The concept of the basic industry strategy, partly implemented during the era of the erstwhile planned economy, was to build industries which provided implements and inputs to the other sectors of the economy to ensure efficient production of goods and services.

Of course, not all worked to the expected levels of delivery and sustainability, as some of the assumptions were unrealistic. For instance, the market was too small.

Overly dependent on imported raw materials as they were, the production units soon found themselves without enough foreign exchange to buy stocks. It was small wonder, then, that work eventually ground to a halt.

That is why it is important to be more realistic in implementing the new industrial policy as the part of the Vision 2025; avoiding the above experience but more importantly ensuring the production units really grow the national economy. The vision calls for a strong and smart facilitating and regulating framework.

Tanzania sees the industrial base for this kind of activity up and running by 2025. While this seems a realistic goal, it requires coordinated implementation of the various plans. We are talking about the need for government institutions that will create conditions supportive of the various actors.

Knowing as we do that with liberalisation we are looking at the bulk of the investment coming from the private sector, we need to ensure that these are properly enabled to execute the task. But can we claim to have the institutions that are ready for the task ahead?
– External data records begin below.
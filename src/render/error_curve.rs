use std::f32::consts::FRAC_PI_2;

use egui::{Color32, Pos2, Vec2};

use super::{Label, Paint, Pen, Rendered, Surface, TEXT_PRIMARY, TEXT_SECONDARY};
use crate::model::ErrorSample;

const MARGIN_TOP: f32 = 20.0;
const MARGIN_RIGHT: f32 = 20.0;
const MARGIN_BOTTOM: f32 = 40.0;
const MARGIN_LEFT: f32 = 60.0;
const GRID_BANDS: usize = 5;
const MARKER_RADIUS: f32 = 5.0;

const BLUE: Color32 = Color32::from_rgb(0x3b, 0x82, 0xf6);
const LIGHT_BLUE: Color32 = Color32::from_rgb(0x60, 0xa5, 0xfa);
const PURPLE: Color32 = Color32::from_rgb(0x8b, 0x5c, 0xf6);
const GREEN: Color32 = Color32::from_rgb(0x10, 0xb9, 0x81);
const LIGHT_GREEN: Color32 = Color32::from_rgb(0x34, 0xd3, 0x99);

/// Extents of one sample sequence, always computed from scratch.
#[derive(Debug, Clone, Copy, PartialEq)]
pub struct ChartScale {
    pub min_error: f64,
    pub max_error: f64,
    pub max_epoch: u32,
}

impl ChartScale {
    pub fn from_samples(samples: &[ErrorSample]) -> Option<Self> {
        let first = samples.first()?;
        let init = Self {
            min_error: first.error,
            max_error: first.error,
            max_epoch: first.epoch,
        };
        Some(samples.iter().fold(init, |acc, s| Self {
            min_error: acc.min_error.min(s.error),
            max_error: acc.max_error.max(s.error),
            max_epoch: acc.max_epoch.max(s.epoch),
        }))
    }

    /// Maps a sample into the plot area; lower error sits lower.
    pub fn project(&self, sample: &ErrorSample, size: Vec2) -> Pos2 {
        let width = size.x - MARGIN_LEFT - MARGIN_RIGHT;
        let height = size.y - MARGIN_TOP - MARGIN_BOTTOM;
        let x = MARGIN_LEFT + (f64::from(sample.epoch) / f64::from(self.max_epoch.max(1))) as f32 * width;
        let span = self.max_error - self.min_error;
        let frac = if span > f64::EPSILON {
            ((sample.error - self.min_error) / span) as f32
        } else {
            0.5
        };
        Pos2::new(x, MARGIN_TOP + height - frac * height)
    }
}

pub fn draw_error_curve(surface: &mut dyn Surface, samples: &[ErrorSample]) -> Rendered {
    let Some(scale) = ChartScale::from_samples(samples) else {
        return Rendered::Placeholder;
    };
    let size = surface.size();
    let left = MARGIN_LEFT;
    let right = size.x - MARGIN_RIGHT;
    let top = MARGIN_TOP;
    let bottom = size.y - MARGIN_BOTTOM;
    let height = bottom - top;

    let axis = Pen::solid(1.0, TEXT_SECONDARY);
    surface.line(Pos2::new(left, bottom), Pos2::new(right, bottom), &axis);
    surface.line(Pos2::new(left, top), Pos2::new(left, bottom), &axis);

    for band in 0..=GRID_BANDS {
        let y = top + height / GRID_BANDS as f32 * band as f32;
        let pen = if band == GRID_BANDS {
            Pen::solid(1.5, Color32::from_rgba_unmultiplied(59, 130, 246, 77))
        } else {
            Pen::solid(1.0, Color32::from_rgba_unmultiplied(107, 114, 128, 38)).dashed(5.0, 5.0)
        };
        surface.line(Pos2::new(left, y), Pos2::new(right, y), &pen);
    }

    let points: Vec<Pos2> = samples.iter().map(|s| scale.project(s, size)).collect();
    let curve = Pen {
        width: 3.0,
        paint: Paint::Linear {
            start: Pos2::new(left, top),
            end: Pos2::new(left, bottom),
            stops: vec![(0.0, BLUE), (0.5, PURPLE), (1.0, GREEN)],
        },
        dash: None,
    };
    surface.polyline(&points, &curve);

    let ring = Pen::solid(1.5, Color32::WHITE);
    let last = points.len() - 1;
    for (i, &p) in points.iter().enumerate() {
        let (inner, outer) = if i == last {
            (LIGHT_GREEN, GREEN)
        } else {
            (LIGHT_BLUE, BLUE)
        };
        let fill = Paint::Radial {
            center: p,
            radius: MARKER_RADIUS,
            inner,
            outer,
        };
        surface.circle(p, MARKER_RADIUS, &fill, Some(&ring));
    }

    surface.text(
        Pos2::new(size.x / 2.0, size.y - 10.0),
        &Label::centered("Epoch", 12.0, TEXT_PRIMARY),
    );
    surface.text(
        Pos2::new(15.0, size.y / 2.0),
        &Label::centered("Error", 12.0, TEXT_PRIMARY).rotated(-FRAC_PI_2),
    );
    Rendered::Drawn
}

#[cfg(test)]
mod tests {
    use super::*;
    use crate::render::CommandList;

    fn samples(values: &[(u32, f64)]) -> Vec<ErrorSample> {
        values
            .iter()
            .map(|&(epoch, error)| ErrorSample { epoch, error })
            .collect()
    }

    fn curve(surface: &CommandList) -> Vec<Pos2> {
        surface.polylines().next().map(<[Pos2]>::to_vec).unwrap_or_default()
    }

    #[test]
    fn empty_is_placeholder() {
        let mut surface = CommandList::new(600.0, 300.0);
        assert_eq!(draw_error_curve(&mut surface, &[]), Rendered::Placeholder);
        assert!(surface.commands().is_empty());
    }

    #[test]
    fn lowest_error_is_drawn_lowest() {
        let mut surface = CommandList::new(600.0, 300.0);
        draw_error_curve(&mut surface, &samples(&[(1, 0.9), (2, 0.5), (3, 0.1)]));
        let pts = curve(&surface);
        assert_eq!(pts.len(), 3);
        // screen y grows downwards
        assert_eq!(pts[0].y, MARGIN_TOP);
        assert_eq!(pts[2].y, 300.0 - MARGIN_BOTTOM);
        assert!(pts[1].y > pts[0].y && pts[1].y < pts[2].y);
        assert_eq!(pts[2].x, 600.0 - MARGIN_RIGHT);
    }

    #[test]
    fn scale_is_not_reused_across_runs() {
        let mut first = CommandList::new(600.0, 300.0);
        draw_error_curve(&mut first, &samples(&[(1, 1.05), (2, 0.02)]));

        let mut second = CommandList::new(600.0, 300.0);
        draw_error_curve(&mut second, &samples(&[(1, 0.6), (2, 0.4)]));
        let pts = curve(&second);
        assert_eq!(pts[0].y, MARGIN_TOP);
        assert_eq!(pts[1].y, 300.0 - MARGIN_BOTTOM);
        assert_eq!(pts[1].x, 600.0 - MARGIN_RIGHT);
    }

    #[test]
    fn flat_series_sits_mid_height() {
        let mut surface = CommandList::new(600.0, 300.0);
        draw_error_curve(&mut surface, &samples(&[(1, 0.3), (2, 0.3)]));
        let mid = MARGIN_TOP + (300.0 - MARGIN_TOP - MARGIN_BOTTOM) / 2.0;
        assert!(curve(&surface).iter().all(|p| p.y == mid));
    }

    #[test]
    fn grid_markers_and_captions() {
        let mut surface = CommandList::new(600.0, 300.0);
        draw_error_curve(&mut surface, &samples(&[(1, 0.9), (2, 0.5), (3, 0.1)]));
        // two axes plus six grid lines
        assert_eq!(surface.lines().count(), 8);
        let dashed = surface.lines().filter(|(_, _, pen)| pen.dash.is_some()).count();
        assert_eq!(dashed, GRID_BANDS);

        let outers: Vec<Color32> = surface
            .commands()
            .iter()
            .filter_map(|c| match c {
                crate::render::DrawCommand::Circle {
                    fill: Paint::Radial { outer, .. },
                    ..
                } => Some(*outer),
                _ => None,
            })
            .collect();
        assert_eq!(outers, vec![BLUE, BLUE, GREEN]);

        let captions: Vec<&str> = surface.texts().map(|(_, l)| l.text.as_str()).collect();
        assert_eq!(captions, vec!["Epoch", "Error"]);
    }
}
impl Default for TrainerApp {
    fn default() -> Self {
        Self {
            session: Session::new(),
            trainer: Trainer::new(),
            clock: MonotonicClock::new(),
            view: View::Dashboard,
            training_tab: TrainingTab::Chart,
            dialog: None,
            layer_rows: vec![
                LayerRow::new(2, Activation::Linear),
                LayerRow::new(4, Activation::Sigmoid),
                LayerRow::new(1, Activation::Sigmoid),
            ],
            dataset_form: DatasetForm::default(),
            training_form: TrainingForm::default(),
            network_test: None,
            dark: false,
        }
    }
}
The answer is that we need to do more. We say so after learning that the Industries and Trade ministry, which is the coordinator and the watchdog of the industrial vision, is facing a serious shortage of budgetary resources. The National Assembly was told the other day that only 23 per cent of the 2012/2013 budget endorsed for the ministry was actually received.

With such meagre resources, do we realistically expect the ministry to efficiently oversee the implementation of Vision 2025 and any other development strategies?
Indeed, the ministry’s failure to enforce the agreements entered into with some of the investors who acquired the former public production units could well be due to lack of resources!

In the last four years or so, the ministry has failed to give account of the state of the units after they were acquired when it was told that some of the new owners have flouted transfer terms. Just how can it deliver on the vision when it is so starved of resources?